(Stored data entries)
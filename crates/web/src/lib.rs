//! RouteDemo Endpoint Service
//!
//! Answers fixed-path GET requests with a deterministic, delayed JSON
//! payload identifying which routing mechanism served the request. Two
//! mechanisms are demonstrated side by side: a direct handler on a single
//! path and a sub-application mounted at a path prefix.

pub mod hono;
pub mod server;

pub use server::{DemoServer, DemoServerConfig};
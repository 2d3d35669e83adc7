//! Common types and utilities for RouteDemo
//!
//! Shared between the endpoint service (`routedemo-web`) and the client
//! driver (`routedemo-cli`): the endpoint catalog, wire payload shapes,
//! the client-side response record, and the error taxonomy.

pub mod endpoint;
pub mod error;
pub mod mechanism;
pub mod payload;

pub use endpoint::{catalog, find_endpoint, EndpointDescriptor};
pub use error::{Error, Result};
pub use mechanism::{MechanismSpec, HONO, HONO_PREFIX, NATIVE, ROUTE_NOT_FOUND_ERROR};
pub use payload::{iso_timestamp, DemoPayload, ResponseRecord, RouteNotFoundBody};
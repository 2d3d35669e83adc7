//! Demo endpoint service implementation

use std::net::SocketAddr;
use std::sync::Arc;
use std::time::Duration;

use axum::{
    extract::State,
    http::StatusCode,
    response::IntoResponse,
    routing::get,
    Json, Router,
};
use tower_http::cors::{Any, CorsLayer};
use tower_http::trace::TraceLayer;
use tracing::info;

use routedemo_common::mechanism::{HONO, HONO_PREFIX, NATIVE};
use routedemo_common::payload::DemoPayload;

use crate::hono::hono_router;

/// Service configuration.
///
/// The labels and body strings are fixed (see `routedemo_common::mechanism`);
/// only the simulated delays are adjustable, defaulting to the canonical
/// 500 ms / 800 ms pair.
#[derive(Clone, Debug)]
pub struct DemoServerConfig {
    pub native_delay: Duration,
    pub hono_delay: Duration,
}

impl Default for DemoServerConfig {
    fn default() -> Self {
        Self {
            native_delay: NATIVE.delay,
            hono_delay: HONO.delay,
        }
    }
}

/// Demo endpoint server. Holds no mutable state; concurrent requests are
/// independent and one request's delay does not block another.
#[derive(Clone)]
pub struct DemoServer {
    config: Arc<DemoServerConfig>,
}

impl DemoServer {
    pub fn new(config: DemoServerConfig) -> Self {
        Self {
            config: Arc::new(config),
        }
    }

    /// Create router
    pub fn router(&self) -> Router {
        Router::new()
            // Direct handler on a single fixed path
            .route(NATIVE.path, get(native_handler))
            // Sub-application mounted at its prefix; carries its own
            // JSON catch-all which applies only under the prefix
            .nest(HONO_PREFIX, hono_router())
            // Fallback
            .fallback(not_found_handler)
            .layer(CorsLayer::new().allow_origin(Any).allow_methods(Any))
            .layer(TraceLayer::new_for_http())
            .with_state(self.config.clone())
    }

    /// Start the demo server
    pub async fn serve(self, addr: SocketAddr) -> anyhow::Result<()> {
        info!("Demo endpoint service starting on http://{}", addr);

        let listener = tokio::net::TcpListener::bind(addr).await?;
        axum::serve(listener, self.router()).await?;

        Ok(())
    }
}

impl Default for DemoServer {
    fn default() -> Self {
        Self::new(DemoServerConfig::default())
    }
}

async fn native_handler(State(config): State<Arc<DemoServerConfig>>) -> impl IntoResponse {
    // Simulate database latency
    tokio::time::sleep(config.native_delay).await;

    info!(framework = NATIVE.label, path = NATIVE.path, "answered demo request");
    Json(DemoPayload::new(&NATIVE))
}

async fn not_found_handler() -> impl IntoResponse {
    (StatusCode::NOT_FOUND, "Not found")
}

**AIM OF THE EXERCISE:**
Pick each line holding the word "async" out of the data and copy it.

**YOUR SOLUTION:**
    pub async fn serve(self, addr: SocketAddr) -> anyhow::Result<()> {
async fn native_handler(State(config): State<Arc<DemoServerConfig>>) -> impl IntoResponse {
async fn not_found_handler() -> impl IntoResponse {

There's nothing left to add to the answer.